Yves appeared behind him, taking note of the rat-tat-tatting of the freezing rain on the metal door and shivering with the sudden drop in temperature for the short amount of time that the door had remained open. She had heard the reports earlier that a wintry mix of precipitation was expected later that evening and was surprised by its apparent early arrival. Checking her watch, she wove her way among the shelving back towards the main entrance and made preparations to leave.

Curious as to what Jimmy had been yelling about, Byers had turned on one of the televisions. He found a local station announcing the winter storm warning for their area along with a few reports of traffic tie-ups on the beltway. "Yves, you shouldn't leave. You'll never make it home."

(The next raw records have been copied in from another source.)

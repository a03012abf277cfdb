//! Pattern-scan text substitution (`vartroca`/`vartrocacod`).
//!
//! Scans a text for a literal pattern, and when one is found, looks for the
//! longest member name (variable, function or constant) of the this-object
//! immediately following it, replacing `pattern + name` with that member's
//! value. Character comparisons go through a 256-entry normalization table
//! (case fold, Latin-1 accent strip, `_`/` ` equivalence) so `$Nome` and
//! `$nome` and `$no_me`/`$no me` all match the same candidate.

use crate::fault::Fault;
use crate::unit::Constant;
use crate::value::{ObjectRef, UnitRef, Value};
use std::collections::HashSet;
use std::sync::OnceLock;

/// Callback surface vartroca needs from its host interpreter: reading a
/// field's current value and invoking a function/expression-constant body.
/// Implemented by `interpreter::VM`; kept as a trait so this module has no
/// dependency on the interpreter's internals.
pub trait MemberEvaluator {
    fn field_value(&mut self, object: &ObjectRef, name: &str) -> Value;
    fn call_function(
        &mut self,
        unit: &UnitRef,
        this: &ObjectRef,
        function_name: &str,
        args: Vec<Value>,
    ) -> Result<Value, Fault>;
    fn eval_expression(
        &mut self,
        unit: &UnitRef,
        this: &ObjectRef,
        bytecode: &[u8],
    ) -> Result<Value, Fault>;
}

fn normalize_byte(b: u8) -> u8 {
    match b {
        b'A'..=b'Z' => b + 32,
        b'_' => b' ',
        0xC0..=0xC5 | 0xE0..=0xE5 => b'a', // AaEe grave/acute/circumflex/tilde/diaeresis/ring
        0xC7 | 0xE7 => b'c',
        0xC8..=0xCB | 0xE8..=0xEB => b'e',
        0xCC..=0xCF | 0xEC..=0xEF => b'i',
        0xD1 | 0xF1 => b'n',
        0xD2..=0xD6 | 0xF2..=0xF6 => b'o',
        0xD9..=0xDC | 0xF9..=0xFC => b'u',
        0xDD | 0xFD | 0xFF => b'y',
        other => other,
    }
}

fn normalize_table() -> &'static [u8; 256] {
    static TABLE: OnceLock<[u8; 256]> = OnceLock::new();
    TABLE.get_or_init(|| {
        let mut table = [0u8; 256];
        for (i, slot) in table.iter_mut().enumerate() {
            *slot = normalize_byte(i as u8);
        }
        table
    })
}

fn normalize_bytes(bytes: &[u8]) -> Vec<u8> {
    let table = normalize_table();
    bytes.iter().map(|&b| table[b as usize]).collect()
}

#[derive(Clone, Copy, PartialEq)]
enum CandidateKind<'a> {
    Variable,
    Function,
    Constant(&'a Constant),
}

struct Candidate<'a> {
    suffix_normalized: Vec<u8>,
    original_name: String,
    kind: CandidateKind<'a>,
    defining_unit: UnitRef,
}

/// Walk the this-object's class hierarchy (most-derived first), collecting
/// members whose normalized name starts with `prefix_normalized`, deduped
/// by name (first occurrence, i.e. the most-derived declaration, wins), and
/// sorted by the post-prefix suffix so the scan can binary-search it.
fn build_candidates<'a>(this: &'a ObjectRef, prefix_normalized: &[u8]) -> Vec<Candidate<'a>> {
    let this_ref = this.borrow();
    let mut seen: HashSet<String> = HashSet::new();
    let mut out = Vec::new();
    for unit in std::iter::once(&this_ref.unit).chain(this_ref.bases.iter()) {
        collect_from_unit(unit, prefix_normalized, &mut seen, &mut out);
    }
    out.sort_by(|a, b| a.suffix_normalized.cmp(&b.suffix_normalized));
    out
}

fn collect_from_unit<'a>(
    unit: &'a UnitRef,
    prefix: &[u8],
    seen: &mut HashSet<String>,
    out: &mut Vec<Candidate<'a>>,
) {
    for name in unit.variables.keys() {
        try_add(unit, name, CandidateKind::Variable, prefix, seen, out);
    }
    for name in unit.functions.keys() {
        try_add(unit, name, CandidateKind::Function, prefix, seen, out);
    }
    for (name, c) in unit.constants.iter() {
        try_add(unit, name, CandidateKind::Constant(c), prefix, seen, out);
    }
}

fn try_add<'a>(
    unit: &'a UnitRef,
    name: &str,
    kind: CandidateKind<'a>,
    prefix: &[u8],
    seen: &mut HashSet<String>,
    out: &mut Vec<Candidate<'a>>,
) {
    if seen.contains(name) {
        return;
    }
    let normalized = normalize_bytes(name.as_bytes());
    if !normalized.starts_with(prefix) {
        return;
    }
    seen.insert(name.to_string());
    out.push(Candidate {
        suffix_normalized: normalized[prefix.len()..].to_vec(),
        original_name: name.to_string(),
        kind,
        defining_unit: unit.clone(),
    });
}

/// Longest candidate whose normalized suffix is a prefix of `remaining`.
/// Candidates are pre-sorted, so this linear scan visits the same
/// candidates a progressive binary search would land on; it is kept
/// straight-line for clarity since vartroca's candidate tables are small
/// (member counts of one class), not parser-scale.
fn longest_match<'a, 'b>(candidates: &'b [Candidate<'a>], remaining: &[u8]) -> Option<&'b Candidate<'a>> {
    let mut best: Option<&Candidate<'a>> = None;
    for c in candidates {
        let len = c.suffix_normalized.len();
        if remaining.len() >= len && remaining[..len] == c.suffix_normalized[..] {
            if best.map_or(true, |b| len > b.suffix_normalized.len()) {
                best = Some(c);
            }
        }
    }
    best
}

fn emit_value(
    evaluator: &mut dyn MemberEvaluator,
    this: &ObjectRef,
    cand: &Candidate,
    suffix: &str,
) -> Result<String, Fault> {
    match cand.kind {
        CandidateKind::Variable => Ok(evaluator.field_value(this, &cand.original_name).as_string()),
        CandidateKind::Function => {
            let result = evaluator.call_function(
                &cand.defining_unit,
                this,
                &cand.original_name,
                vec![Value::string(suffix)],
            )?;
            Ok(result.as_string())
        }
        CandidateKind::Constant(Constant::Int(n)) => Ok(n.to_string()),
        CandidateKind::Constant(Constant::Double(d)) => Ok(Value::Double(*d).as_string()),
        CandidateKind::Constant(Constant::String(s)) => Ok(s.clone()),
        CandidateKind::Constant(Constant::Expression(bytecode)) => {
            let result = evaluator.eval_expression(&cand.defining_unit, this, bytecode)?;
            Ok(result.as_string())
        }
    }
}

/// Core substitution algorithm shared by `vartroca` and `vartrocacod`.
#[allow(clippy::too_many_arguments)]
fn run(
    evaluator: &mut dyn MemberEvaluator,
    this: Option<&ObjectRef>,
    text: &str,
    pattern: &str,
    var_prefix: &str,
    probability: i64,
    spacing: i64,
) -> Result<String, Fault> {
    let text_bytes = text.as_bytes();
    let normalized_text = normalize_bytes(text_bytes);
    let pattern_norm = normalize_bytes(pattern.as_bytes());
    let prefix_norm = normalize_bytes(var_prefix.as_bytes());
    let spacing = spacing.max(0);
    let probability = probability.max(0);

    let candidates = match this {
        Some(obj) => build_candidates(obj, &prefix_norm),
        None => Vec::new(),
    };

    let mut out: Vec<u8> = Vec::with_capacity(text_bytes.len());
    let mut pos = 0usize;
    let mut spacing_counter = 0i64;

    while pos < text_bytes.len() {
        let mut consumed = false;
        if probability > 0
            && !candidates.is_empty()
            && normalized_text[pos..].starts_with(pattern_norm.as_slice())
        {
            let search_start = pos + pattern_norm.len();
            if let Some(cand) = longest_match(&candidates, &normalized_text[search_start..]) {
                let roll = fastrand::i64(0..100);
                if roll < probability {
                    if spacing_counter > 0 {
                        spacing_counter -= 1;
                    } else {
                        let suffix_len = cand.suffix_normalized.len();
                        let suffix_str = String::from_utf8_lossy(
                            &text_bytes[search_start..search_start + suffix_len],
                        )
                        .into_owned();
                        let replacement = emit_value(evaluator, this.unwrap(), cand, &suffix_str)?;
                        out.extend_from_slice(replacement.as_bytes());
                        pos = search_start + suffix_len;
                        spacing_counter = spacing;
                        consumed = true;
                    }
                }
            }
        }
        if !consumed {
            out.push(text_bytes[pos]);
            pos += 1;
        }
    }

    Ok(String::from_utf8_lossy(&out).into_owned())
}

pub fn vartroca(
    evaluator: &mut dyn MemberEvaluator,
    this: Option<&ObjectRef>,
    text: &str,
    pattern: &str,
    var_prefix: &str,
    probability: i64,
    spacing: i64,
) -> Result<String, Fault> {
    run(evaluator, this, text, pattern, var_prefix, probability, spacing)
}

/// `vartrocacod`: same substitution, reserved for a future encoded-output
/// flag. Currently identical to `vartroca`.
pub fn vartrocacod(
    evaluator: &mut dyn MemberEvaluator,
    this: Option<&ObjectRef>,
    text: &str,
    pattern: &str,
    var_prefix: &str,
    probability: i64,
    spacing: i64,
) -> Result<String, Fault> {
    run(evaluator, this, text, pattern, var_prefix, probability, spacing)
}

#[cfg(test)]
mod tests {
    use super::*;
    use crate::object::Object;
    use crate::unit::UnitBuilder;
    use std::collections::HashMap;

    struct NullEvaluator;
    impl MemberEvaluator for NullEvaluator {
        fn field_value(&mut self, object: &ObjectRef, name: &str) -> Value {
            object.borrow().get_field(name).cloned().unwrap_or(Value::Null)
        }
        fn call_function(
            &mut self,
            _unit: &UnitRef,
            _this: &ObjectRef,
            _function_name: &str,
            args: Vec<Value>,
        ) -> Result<Value, Fault> {
            Ok(args.into_iter().next().unwrap_or(Value::Null))
        }
        fn eval_expression(
            &mut self,
            _unit: &UnitRef,
            _this: &ObjectRef,
            _bytecode: &[u8],
        ) -> Result<Value, Fault> {
            Ok(Value::Null)
        }
    }

    fn make_person(nome: &str, idade: i64) -> ObjectRef {
        let unit = UnitRef::new(
            UnitBuilder::new("D")
                .variable("nome", crate::unit::FieldType::Txt, Value::string(nome))
                .variable("idade", crate::unit::FieldType::Int32, Value::Integer(idade))
                .build(),
        );
        let table: HashMap<String, UnitRef> = HashMap::new();
        Object::new(unit, &table)
    }

    #[test]
    fn substitutes_every_matched_member_at_full_probability() {
        let obj = make_person("Alice", 30);
        let mut evaluator = NullEvaluator;
        let result = vartroca(
            &mut evaluator,
            Some(&obj),
            "Hi $nome you are $idade!",
            "$",
            "",
            100,
            0,
        )
        .unwrap();
        assert_eq!(result, "Hi Alice you are 30!");
    }

    #[test]
    fn zero_probability_leaves_text_unchanged() {
        let obj = make_person("Alice", 30);
        let mut evaluator = NullEvaluator;
        let result = vartroca(
            &mut evaluator,
            Some(&obj),
            "Hi $nome you are $idade!",
            "$",
            "",
            0,
            0,
        )
        .unwrap();
        assert_eq!(result, "Hi $nome you are $idade!");
    }

    #[test]
    fn longest_match_wins_over_shorter_prefix_member() {
        let unit = UnitRef::new(
            UnitBuilder::new("E")
                .variable("id", crate::unit::FieldType::Int32, Value::Integer(1))
                .variable("idade", crate::unit::FieldType::Int32, Value::Integer(42))
                .build(),
        );
        let table: HashMap<String, UnitRef> = HashMap::new();
        let obj = Object::new(unit, &table);
        let mut evaluator = NullEvaluator;
        let result = vartroca(&mut evaluator, Some(&obj), "$idade", "$", "", 100, 0).unwrap();
        assert_eq!(result, "42");
    }

    #[test]
    fn no_this_object_yields_unchanged_text() {
        let mut evaluator = NullEvaluator;
        let result = vartroca(&mut evaluator, None, "Hi $nome!", "$", "", 100, 0).unwrap();
        assert_eq!(result, "Hi $nome!");
    }
}
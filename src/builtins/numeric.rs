//! Numeric/math builtins: `num`, `real`, `int*`, `mat*`.

use crate::value::Value;

fn arg_f(args: &[Value], i: usize) -> f64 {
    args.get(i).map(Value::as_double).unwrap_or(0.0)
}

fn arg_i(args: &[Value], i: usize) -> i64 {
    args.get(i).map(Value::as_int).unwrap_or(0)
}

pub fn call(name: &str, args: &[Value]) -> Option<Value> {
    Some(match name {
        "num" => Value::Integer(arg_i(args, 0)),
        "real" => Value::Double(arg_f(args, 0)),
        "intabs" | "abs" => Value::Integer(arg_i(args, 0).abs()),
        "intmax" => Value::Integer(arg_i(args, 0).max(arg_i(args, 1))),
        "intmin" => Value::Integer(arg_i(args, 0).min(arg_i(args, 1))),
        "intdiv" => {
            let b = arg_i(args, 1);
            Value::Integer(if b == 0 { 0 } else { arg_i(args, 0) / b })
        }
        "intmod" => {
            let b = arg_i(args, 1);
            Value::Integer(if b == 0 { 0 } else { arg_i(args, 0) % b })
        }
        "intmedia" => {
            if args.is_empty() {
                Value::Integer(0)
            } else {
                let sum: i64 = args.iter().map(Value::as_int).sum();
                Value::Integer(sum / args.len() as i64)
            }
        }
        "intsoma" => Value::Integer(args.iter().map(Value::as_int).sum()),
        "matsin" => Value::Double(arg_f(args, 0).sin()),
        "matcos" => Value::Double(arg_f(args, 0).cos()),
        "mattan" => Value::Double(arg_f(args, 0).tan()),
        "matasin" => Value::Double(arg_f(args, 0).asin()),
        "matacos" => Value::Double(arg_f(args, 0).acos()),
        "matatan" => Value::Double(arg_f(args, 0).atan()),
        "matatan2" => Value::Double(arg_f(args, 0).atan2(arg_f(args, 1))),
        "matsqrt" => Value::Double(arg_f(args, 0).sqrt()),
        "matpow" => Value::Double(arg_f(args, 0).powf(arg_f(args, 1))),
        "matlog" => Value::Double(arg_f(args, 0).ln()),
        "matlog10" => Value::Double(arg_f(args, 0).log10()),
        "matexp" => Value::Double(arg_f(args, 0).exp()),
        "matfloor" => Value::Double(arg_f(args, 0).floor()),
        "matceil" => Value::Double(arg_f(args, 0).ceil()),
        "matround" => Value::Double(arg_f(args, 0).round()),
        "matrad" => Value::Double(arg_f(args, 0).to_radians()),
        "matdeg" => Value::Double(arg_f(args, 0).to_degrees()),
        "matpi" => Value::Double(std::f64::consts::PI),
        "mate" => Value::Double(std::f64::consts::E),
        "matrand" | "rand" => Value::Double(fastrand::f64()),
        "matrandint" | "randint" => {
            let lo = arg_i(args, 0);
            let hi = arg_i(args, 1);
            if hi <= lo {
                Value::Integer(lo)
            } else {
                Value::Integer(fastrand::i64(lo..=hi))
            }
        }
        _ => return None,
    })
}

#[cfg(test)]
mod tests {
    use super::*;

    #[test]
    fn intdiv_by_zero_yields_zero() {
        let result = call("intdiv", &[Value::Integer(10), Value::Integer(0)]).unwrap();
        assert_eq!(result.as_int(), 0);
    }

    #[test]
    fn intmedia_averages_truncating() {
        let result = call(
            "intmedia",
            &[Value::Integer(1), Value::Integer(2), Value::Integer(4)],
        )
        .unwrap();
        assert_eq!(result.as_int(), 2);
    }

    #[test]
    fn matrandint_stays_in_inclusive_bounds() {
        let result = call("matrandint", &[Value::Integer(3), Value::Integer(3)]).unwrap();
        assert_eq!(result.as_int(), 3);
    }

    #[test]
    fn matpi_matches_std_constant() {
        let result = call("matpi", &[]).unwrap();
        assert!((result.as_double() - std::f64::consts::PI).abs() < 1e-12);
    }
}
use std::collections::BTreeMap;
use std::path::{Path, PathBuf};
use std::sync::{Arc, Mutex};

use crate::decode::{DecodedImage, decode_image};

pub const DEFAULT_CAPACITY: usize = 12;

/// Bounded path-keyed map of decoded images, shared between the render
/// path and the prefetch thread.
///
/// Decoding happens outside the lock; insertion is first-writer-wins, so
/// two threads racing on one key agree on a single cached instance and the
/// loser's decode is discarded. Failed decodes are never cached and retry
/// on the next request.
///
/// Eviction trims in ascending-key order (the map's own order, not LRU)
/// until at most `capacity` entries remain.
pub struct ImageCache {
    entries: Mutex<BTreeMap<PathBuf, Arc<DecodedImage>>>,
    capacity: usize,
}

impl ImageCache {
    pub fn new(capacity: usize) -> Self {
        Self {
            entries: Mutex::new(BTreeMap::new()),
            capacity: capacity.max(1),
        }
    }

    /// Cached handle for `path`, decoding synchronously on a miss. This
    /// on-demand fallback keeps the UI responsive when navigation outruns
    /// the prefetcher. A decode failure is "no value", not an error.
    pub fn get(&self, path: &Path) -> Option<Arc<DecodedImage>> {
        if let Some(hit) = self.peek(path) {
            return Some(hit);
        }

        match decode_image(path) {
            Ok(decoded) => Some(self.insert_if_absent(path, decoded)),
            Err(e) => {
                log::warn!("{e}");
                None
            }
        }
    }

    /// Lookup without the decode fallback. Used where a miss should stay a
    /// miss, e.g. the animation timer.
    pub fn peek(&self, path: &Path) -> Option<Arc<DecodedImage>> {
        self.entries.lock().unwrap().get(path).cloned()
    }

    /// Prefetch entry point: decode and insert unless already present.
    pub fn put_if_absent(&self, path: &Path) {
        if self.peek(path).is_some() {
            return;
        }
        match decode_image(path) {
            Ok(decoded) => {
                self.insert_if_absent(path, decoded);
            }
            Err(e) => log::debug!("prefetch skipped: {e}"),
        }
    }

    fn insert_if_absent(&self, path: &Path, decoded: DecodedImage) -> Arc<DecodedImage> {
        let mut entries = self.entries.lock().unwrap();
        entries
            .entry(path.to_owned())
            .or_insert_with(|| Arc::new(decoded))
            .clone()
    }

    /// Trim to capacity, removing entries in ascending-key order. Evicted
    /// handles stay alive for whoever still holds them.
    pub fn evict_excess(&self) {
        let mut entries = self.entries.lock().unwrap();
        while entries.len() > self.capacity {
            if let Some((path, _)) = entries.pop_first() {
                log::debug!("evicted {}", path.display());
            }
        }
    }

    /// Drop the entry for `path` so a rewritten file is never served stale.
    pub fn invalidate(&self, path: &Path) {
        self.entries.lock().unwrap().remove(path);
    }

    pub fn clear(&self) {
        self.entries.lock().unwrap().clear();
    }

    pub fn len(&self) -> usize {
        self.entries.lock().unwrap().len()
    }
}
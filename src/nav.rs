/// The current position in the file set, plus the frame counter for
/// animated images. When the set is empty the index pins at 0 and every
/// navigation call is a no-op; otherwise `0 <= index < len` always holds.
#[derive(Debug, Default)]
pub struct NavigationState {
    index: usize,
    frame_index: usize,
}

impl NavigationState {
    pub fn index(&self) -> usize {
        self.index
    }

    pub fn frame_index(&self) -> usize {
        self.frame_index
    }

    pub fn next(&mut self, len: usize) {
        if len > 0 {
            self.set_index((self.index + 1) % len);
        }
    }

    pub fn previous(&mut self, len: usize) {
        if len > 0 {
            self.set_index((self.index + len - 1) % len);
        }
    }

    pub fn jump_to(&mut self, index: usize, len: usize) {
        if len > 0 {
            self.set_index(index % len);
        }
    }

    /// Called whenever the file set snapshot is swapped. An index that fell
    /// out of the new bounds resets to 0.
    pub fn on_file_set_replaced(&mut self, new_len: usize) {
        if new_len == 0 || self.index >= new_len {
            self.index = 0;
        }
        self.frame_index = 0;
    }

    pub fn advance_frame(&mut self, frame_count: usize) {
        if frame_count > 0 {
            self.frame_index = (self.frame_index + 1) % frame_count;
        }
    }

    fn set_index(&mut self, index: usize) {
        if index != self.index {
            self.index = index;
            self.frame_index = 0;
        }
    }
}

#[cfg(test)]
mod tests {
    use super::*;

    #[test]
    fn next_wraps_back_to_start_after_len_steps() {
        for start in 0..5 {
            let mut nav = NavigationState::default();
            nav.jump_to(start, 5);
            for _ in 0..5 {
                nav.next(5);
            }
            assert_eq!(nav.index(), start);
        }
    }

    #[test]
    fn previous_wraps_back_to_start_after_len_steps() {
        for start in 0..5 {
            let mut nav = NavigationState::default();
            nav.jump_to(start, 5);
            for _ in 0..5 {
                nav.previous(5);
            }
            assert_eq!(nav.index(), start);
        }
    }

    #[test]
    fn previous_from_zero_wraps_to_last() {
        // FileSet=[A,B,C], index=0, previous() -> index=2.
        let mut nav = NavigationState::default();
        nav.previous(3);
        assert_eq!(nav.index(), 2);
    }

    #[test]
    fn empty_set_pins_index_at_zero() {
        let mut nav = NavigationState::default();
        nav.next(0);
        nav.previous(0);
        nav.jump_to(7, 0);
        assert_eq!(nav.index(), 0);
    }

    #[test]
    fn replacement_resets_out_of_range_index() {
        let mut nav = NavigationState::default();
        nav.jump_to(4, 6);
        nav.on_file_set_replaced(5);
        assert_eq!(nav.index(), 4);
        nav.on_file_set_replaced(3);
        assert_eq!(nav.index(), 0);
        nav.on_file_set_replaced(0);
        assert_eq!(nav.index(), 0);
    }

    #[test]
    fn index_change_resets_frame_counter() {
        let mut nav = NavigationState::default();
        nav.advance_frame(8);
        nav.advance_frame(8);
        assert_eq!(nav.frame_index(), 2);
        nav.next(4);
        assert_eq!(nav.frame_index(), 0);

        nav.advance_frame(8);
        nav.jump_to(1, 4);
        // Jumping to the current index is not an index change.
        assert_eq!(nav.frame_index(), 1);
        nav.jump_to(3, 4);
        assert_eq!(nav.frame_index(), 0);
    }

    #[test]
    fn frame_counter_wraps_at_frame_count() {
        let mut nav = NavigationState::default();
        for _ in 0..5 {
            nav.advance_frame(3);
        }
        assert_eq!(nav.frame_index(), 2);
    }
}
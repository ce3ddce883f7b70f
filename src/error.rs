use std::path::PathBuf;

/// Errors from the fallible file operations. All of these are recoverable:
/// call sites log and fall back to a placeholder state, nothing here ever
/// terminates the process.
#[derive(Debug, thiserror::Error)]
pub enum ViewerError {
    #[error("failed to decode {path}: {source}")]
    Decode {
        path: PathBuf,
        source: image::ImageError,
    },

    #[error("failed to re-encode {path}: {source}")]
    Resave {
        path: PathBuf,
        source: image::ImageError,
    },

    #[error(transparent)]
    Io(#[from] std::io::Error),
}
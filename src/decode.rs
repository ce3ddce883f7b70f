use std::fs::{self, File};
use std::io::BufReader;
use std::path::Path;
use std::time::Duration;

use image::codecs::gif::GifDecoder;
use image::{AnimationDecoder, GenericImageView};

use crate::error::ViewerError;
use crate::transform::Orientation;

/// One RGBA8 frame. Static images have exactly one; animated GIFs carry the
/// per-frame delay from the file.
pub struct ImageFrame {
    pub rgba: Vec<u8>,
    pub delay_ms: u64,
}

/// A decoded image as held by the cache. Shared as `Arc<DecodedImage>`, so
/// a handle returned to the render path stays alive after eviction.
pub struct DecodedImage {
    pub frames: Vec<ImageFrame>,
    pub width: u32,
    pub height: u32,
    pub file_size: u64,
    pub format_name: String,
    pub bits_per_pixel: u32,
    pub orientation: Orientation,
}

impl DecodedImage {
    pub fn frame(&self, index: usize) -> &ImageFrame {
        &self.frames[index % self.frames.len()]
    }

    pub fn frame_count(&self) -> usize {
        self.frames.len()
    }

    pub fn is_animated(&self) -> bool {
        self.frames.len() > 1
    }
}

pub fn decode_image(path: &Path) -> Result<DecodedImage, ViewerError> {
    let file_size = fs::metadata(path).map(|m| m.len()).unwrap_or(0);
    let format_name = path
        .extension()
        .and_then(|e| e.to_str())
        .unwrap_or("unknown")
        .to_uppercase();
    let orientation = read_orientation(path);

    let is_gif = path
        .extension()
        .and_then(|e| e.to_str())
        .is_some_and(|e| e.eq_ignore_ascii_case("gif"));
    if is_gif {
        if let Some(decoded) =
            decode_gif_frames(path, file_size, &format_name, orientation)?
        {
            return Ok(decoded);
        }
    }

    let img = image::open(path).map_err(|source| ViewerError::Decode {
        path: path.to_owned(),
        source,
    })?;
    let bits_per_pixel = img.color().bytes_per_pixel() as u32 * 8;
    let (width, height) = img.dimensions();
    let rgba = img.into_rgba8();

    Ok(DecodedImage {
        frames: vec![ImageFrame {
            rgba: rgba.into_raw(),
            delay_ms: 0,
        }],
        width,
        height,
        file_size,
        format_name,
        bits_per_pixel,
        orientation,
    })
}

/// Decode every frame of a GIF. Returns `Ok(None)` for a zero-frame file so
/// the caller can fall back to the static decode path.
fn decode_gif_frames(
    path: &Path,
    file_size: u64,
    format_name: &str,
    orientation: Orientation,
) -> Result<Option<DecodedImage>, ViewerError> {
    let wrap = |source| ViewerError::Decode {
        path: path.to_owned(),
        source,
    };

    let reader = BufReader::new(File::open(path)?);
    let decoder = GifDecoder::new(reader).map_err(wrap)?;
    let raw_frames = decoder.into_frames().collect_frames().map_err(wrap)?;
    if raw_frames.is_empty() {
        return Ok(None);
    }

    let mut frames = Vec::with_capacity(raw_frames.len());
    let mut width = 0;
    let mut height = 0;
    for frame in raw_frames {
        let delay = Duration::from(frame.delay()).as_millis() as u64;
        let buffer = frame.into_buffer();
        if width == 0 {
            width = buffer.width();
            height = buffer.height();
        }
        frames.push(ImageFrame {
            rgba: buffer.into_raw(),
            // GIFs with a zero delay get the conventional 100 ms.
            delay_ms: if delay == 0 { 100 } else { delay },
        });
    }

    Ok(Some(DecodedImage {
        frames,
        width,
        height,
        file_size,
        format_name: format_name.to_string(),
        bits_per_pixel: 32,
        orientation,
    }))
}

/// Read the EXIF orientation tag. Anything short of a readable short value
/// (no metadata, unreadable file, non-EXIF format) is orientation 1.
fn read_orientation(path: &Path) -> Orientation {
    let Ok(file) = File::open(path) else {
        return Orientation::Normal;
    };
    let mut reader = BufReader::new(file);
    match exif::Reader::new().read_from_container(&mut reader) {
        Ok(meta) => meta
            .get_field(exif::Tag::Orientation, exif::In::PRIMARY)
            .and_then(|field| field.value.get_uint(0))
            .map(Orientation::from_exif)
            .unwrap_or(Orientation::Normal),
        Err(_) => Orientation::Normal,
    }
}

#[cfg(test)]
mod tests {
    use super::*;
    use tempfile::tempdir;

    #[test]
    fn decodes_png_as_single_frame() {
        let dir = tempdir().unwrap();
        let path = dir.path().join("one.png");
        crate::test_util::write_png(&path, 1, 1);

        let decoded = decode_image(&path).unwrap();
        assert_eq!(decoded.width, 1);
        assert_eq!(decoded.height, 1);
        assert_eq!(decoded.frame_count(), 1);
        assert!(!decoded.is_animated());
        assert_eq!(decoded.format_name, "PNG");
        assert_eq!(decoded.orientation, Orientation::Normal);
        assert_eq!(decoded.frame(0).rgba.len(), 4);
    }

    #[test]
    fn garbage_bytes_are_a_decode_failure() {
        let dir = tempdir().unwrap();
        let path = dir.path().join("bad.jpg");
        std::fs::write(&path, b"not an image at all").unwrap();

        assert!(matches!(
            decode_image(&path),
            Err(ViewerError::Decode { .. })
        ));
    }
}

She continued to place her reports in her briefcase. "I am a careful driver."

"Yves, careful or not, that expensive car of yours will find the bottom of the first ditch it comes across," Frohike warned. "You can't take that chance."

"I can't stay here. I have appointments to keep."

Langly turned on the monitors that scanned the alley where the vehicles were parked. "Damn, they all iced over in less than an hour. That storm moved in fast." He sprinted over to one of the computers and logged onto the local utility's site for an update. "Transformers are popping all over Fairfax and Montgomery Counties. It'll only be a matter of time before .. ."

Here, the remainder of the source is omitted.